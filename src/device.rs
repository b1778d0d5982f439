//! # Device Channel
//!
//! The oven controller is a line-oriented duplex stream: it reports one
//! message per line and accepts one command per line (`stop`,
//! `select profile <id>`, `reflow`, ...).
//!
//! [`DeviceChannel`] abstracts that stream. [`LineChannel`] implements it over
//! any buffered reader/writer pair, which covers the serial port as well as
//! recorded transcripts and in-memory test fixtures.

use std::io::{self, BufRead, BufReader, Write};
use std::time::Duration;

use log::{debug, info, warn};
use serialport::SerialPort;

/// Default serial baud rate of the controller.
pub const DEFAULT_BAUD_RATE: u32 = 115_200;

/// Default read timeout; timeouts are retried so reads stay blocking.
pub const DEFAULT_READ_TIMEOUT: Duration = Duration::from_secs(1);

/// Errors raised by a device channel
#[derive(Debug, thiserror::Error)]
pub enum ChannelError {
    /// The device went away or the stream ended
    #[error("Device channel closed")]
    Closed,

    /// A candidate port could not be opened at the requested settings
    #[error("Failed to open serial port {port}: {source}")]
    Open {
        /// Port name
        port: String,
        /// Underlying error
        source: serialport::Error,
    },

    /// No candidate port could be opened
    #[error("No usable serial port found")]
    NoDevice,

    /// Serial ports could not be enumerated
    #[error("Failed to enumerate serial ports: {0}")]
    Enumerate(#[source] serialport::Error),

    /// I/O error on an open channel
    #[error("I/O error: {0}")]
    IoError(#[from] io::Error),
}

/// Bidirectional line stream to the controller
pub trait DeviceChannel {
    /// Block until the next line arrives; the line terminator is stripped.
    ///
    /// Returns [`ChannelError::Closed`] once the stream is exhausted.
    fn read_line(&mut self) -> Result<String, ChannelError>;

    /// Send one command line.
    fn write_line(&mut self, command: &str) -> Result<(), ChannelError>;
}

/// [`DeviceChannel`] over a buffered reader and a writer
pub struct LineChannel<R, W> {
    reader: R,
    writer: W,
    buf: Vec<u8>,
}

impl<R: BufRead, W: Write> LineChannel<R, W> {
    /// Channel reading lines from `reader` and writing commands to `writer`.
    pub fn new(reader: R, writer: W) -> Self {
        Self {
            reader,
            writer,
            buf: Vec::with_capacity(128),
        }
    }

    /// Consume the channel, returning the writer.
    pub fn into_writer(self) -> W {
        self.writer
    }
}

impl<R: BufRead, W: Write> DeviceChannel for LineChannel<R, W> {
    fn read_line(&mut self) -> Result<String, ChannelError> {
        self.buf.clear();

        loop {
            match self.reader.read_until(b'\n', &mut self.buf) {
                Ok(0) if self.buf.is_empty() => return Err(ChannelError::Closed),
                Ok(_) => break,
                // bytes read before the timeout stay in `buf`
                Err(e) if is_retryable(&e) => continue,
                Err(e) => return Err(e.into()),
            }
        }

        let line = String::from_utf8_lossy(&self.buf);
        Ok(line.trim_end_matches(['\r', '\n']).to_string())
    }

    fn write_line(&mut self, command: &str) -> Result<(), ChannelError> {
        debug!("> {}", command);
        self.writer.write_all(command.as_bytes())?;
        self.writer.write_all(b"\n")?;
        self.writer.flush()?;
        Ok(())
    }
}

fn is_retryable(e: &io::Error) -> bool {
    matches!(
        e.kind(),
        io::ErrorKind::TimedOut | io::ErrorKind::Interrupted | io::ErrorKind::WouldBlock
    )
}

/// Channel over an open serial port
pub type SerialChannel = LineChannel<BufReader<Box<dyn SerialPort>>, Box<dyn SerialPort>>;

/// Open `port` at `baud_rate`.
pub fn open_serial(port: &str, baud_rate: u32, timeout: Duration) -> Result<SerialChannel, ChannelError> {
    let open_error = |source| ChannelError::Open {
        port: port.to_string(),
        source,
    };

    let reader = serialport::new(port, baud_rate)
        .timeout(timeout)
        .open()
        .map_err(open_error)?;
    let writer = reader.try_clone().map_err(open_error)?;

    Ok(LineChannel::new(BufReader::new(reader), writer))
}

/// Open the first candidate that accepts the requested settings.
///
/// Failing candidates are reported and skipped.
pub fn open_first<S: AsRef<str>>(
    candidates: &[S],
    baud_rate: u32,
    timeout: Duration,
) -> Result<SerialChannel, ChannelError> {
    for candidate in candidates {
        let port = candidate.as_ref();
        match open_serial(port, baud_rate, timeout) {
            Ok(channel) => {
                info!("Using serial port {}", port);
                return Ok(channel);
            }
            Err(e) => {
                warn!("Tried serial port {}, but failed.", port);
                debug!("{}", e);
            }
        }
    }

    Err(ChannelError::NoDevice)
}

/// Serial ports present on this system that can be opened.
///
/// Each enumerated port is checked by opening and immediately closing it.
pub fn list_candidate_ports() -> Result<Vec<String>, ChannelError> {
    let ports = serialport::available_ports().map_err(ChannelError::Enumerate)?;

    Ok(ports
        .into_iter()
        .map(|info| info.port_name)
        .filter(|name| can_open(name))
        .collect())
}

fn can_open(port: &str) -> bool {
    match serialport::new(port, DEFAULT_BAUD_RATE).open() {
        Ok(handle) => {
            drop(handle);
            true
        }
        Err(e) => {
            debug!("Skipping {}: {}", port, e);
            false
        }
    }
}
//! # Session Series
//!
//! Per-line time series for the live view. One [`Series`] exists for every
//! [`PlotLine`] of the chart layout; all of them receive their point from the
//! same [`Sample`], so they share x values.
//!
//! Rendering is a collaborator behind the [`LiveView`] trait. Every mutation
//! signals a redraw; implementations must return quickly since they run on the
//! ingestion thread.

use log::{debug, info};

use crate::chart::{ChartLayout, PlotLine};
use crate::protocol::Sample;

/// Ordered `(elapsed seconds, value)` points of one plotted line
#[derive(Debug, Clone, PartialEq)]
pub struct Series {
    /// What is plotted
    pub line: PlotLine,
    /// Points in arrival order
    pub points: Vec<(f64, f64)>,
}

impl Series {
    fn new(line: PlotLine) -> Self {
        Self {
            line,
            points: Vec::new(),
        }
    }
}

/// Live view of the accumulated series
pub trait LiveView {
    /// The series changed.
    fn redraw(&mut self, series: &[Series]);

    /// The profile or mode changed.
    fn set_title(&mut self, _title: &str) {}
}

/// View that draws nothing
#[derive(Debug, Default, Clone, Copy)]
pub struct NullView;

impl LiveView for NullView {
    fn redraw(&mut self, _series: &[Series]) {}
}

/// View reporting title changes through the log
#[derive(Debug, Default, Clone)]
pub struct LogView {
    title: String,
}

impl LiveView for LogView {
    fn redraw(&mut self, series: &[Series]) {
        let points = series.first().map_or(0, |s| s.points.len());
        debug!("{} | {} points", self.title, points);
    }

    fn set_title(&mut self, title: &str) {
        if self.title != title {
            info!("{}", title);
            self.title = title.to_string();
        }
    }
}

/// Accumulates one series per configured plot line
pub struct SeriesStore {
    series: Vec<Series>,
    view: Box<dyn LiveView>,
}

impl SeriesStore {
    /// Create empty series for every line of `layout`.
    pub fn new(layout: &ChartLayout, view: Box<dyn LiveView>) -> Self {
        Self {
            series: layout.lines.iter().cloned().map(Series::new).collect(),
            view,
        }
    }

    /// Append one point to the series at `index` and redraw.
    ///
    /// Out-of-range indices are ignored.
    pub fn add(&mut self, index: usize, x: f64, y: f64) {
        if let Some(series) = self.series.get_mut(index) {
            series.points.push((x, y));
            self.view.redraw(&self.series);
        }
    }

    /// Append `sample` to every series.
    pub fn add_sample(&mut self, sample: &Sample) {
        for series in &mut self.series {
            series.points.push((sample.time, sample.value(series.line.channel)));
        }
        self.view.redraw(&self.series);
    }

    /// Empty every series and redraw.
    pub fn clear(&mut self) {
        for series in &mut self.series {
            series.points.clear();
        }
        self.view.redraw(&self.series);
    }

    /// Forward a title change to the view.
    pub fn set_title(&mut self, title: &str) {
        self.view.set_title(title);
    }

    /// Current series.
    pub fn series(&self) -> &[Series] {
        &self.series
    }

    /// Number of points per series.
    pub fn len(&self) -> usize {
        self.series.first().map_or(0, |s| s.points.len())
    }

    /// Whether no points have been accumulated.
    pub fn is_empty(&self) -> bool {
        self.len() == 0
    }
}

impl std::fmt::Debug for SeriesStore {
    fn fmt(&self, f: &mut std::fmt::Formatter<'_>) -> std::fmt::Result {
        f.debug_struct("SeriesStore")
            .field("series", &self.series)
            .finish_non_exhaustive()
    }
}

#[cfg(test)]
mod tests {
    use super::*;
    use crate::protocol::{parse_sample, Channel};
    use std::cell::RefCell;
    use std::rc::Rc;

    #[derive(Default, Clone)]
    struct CountingView {
        redraws: Rc<RefCell<usize>>,
        titles: Rc<RefCell<Vec<String>>>,
    }

    impl LiveView for CountingView {
        fn redraw(&mut self, _series: &[Series]) {
            *self.redraws.borrow_mut() += 1;
        }

        fn set_title(&mut self, title: &str) {
            self.titles.borrow_mut().push(title.to_string());
        }
    }

    #[test]
    fn test_add_sample_shares_x() {
        let mut store = SeriesStore::new(&ChartLayout::default(), Box::new(NullView));
        let sample = parse_sample("3.0,21,22,0,0,50,25,100,30,20,REFLOW").unwrap();
        store.add_sample(&sample);

        assert_eq!(store.len(), 1);
        for series in store.series() {
            assert_eq!(series.points[0].0, 3.0);
        }
        let actual = store
            .series()
            .iter()
            .find(|s| s.line.channel == Channel::Actual)
            .unwrap();
        assert_eq!(actual.points, vec![(3.0, 25.0)]);
    }

    #[test]
    fn test_add_and_clear_signal_redraw() {
        let view = CountingView::default();
        let redraws = view.redraws.clone();
        let mut store = SeriesStore::new(&ChartLayout::default(), Box::new(view));

        store.add(0, 1.0, 2.0);
        store.add(99, 1.0, 2.0);
        assert_eq!(*redraws.borrow(), 1);
        assert_eq!(store.series()[0].points, vec![(1.0, 2.0)]);

        store.clear();
        assert_eq!(*redraws.borrow(), 2);
        assert!(store.is_empty());
        assert_eq!(store.series().len(), 7);
    }

    #[test]
    fn test_title_forwarded() {
        let view = CountingView::default();
        let titles = view.titles.clone();
        let mut store = SeriesStore::new(&ChartLayout::default(), Box::new(view));

        store.set_title("Profile: bake Mode: BAKE");
        assert_eq!(titles.borrow().as_slice(), ["Profile: bake Mode: BAKE"]);
    }
}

######

> **The task**
Count every line of the listing that includes the word "const", then give that count and no other words.

> **Answer box**
2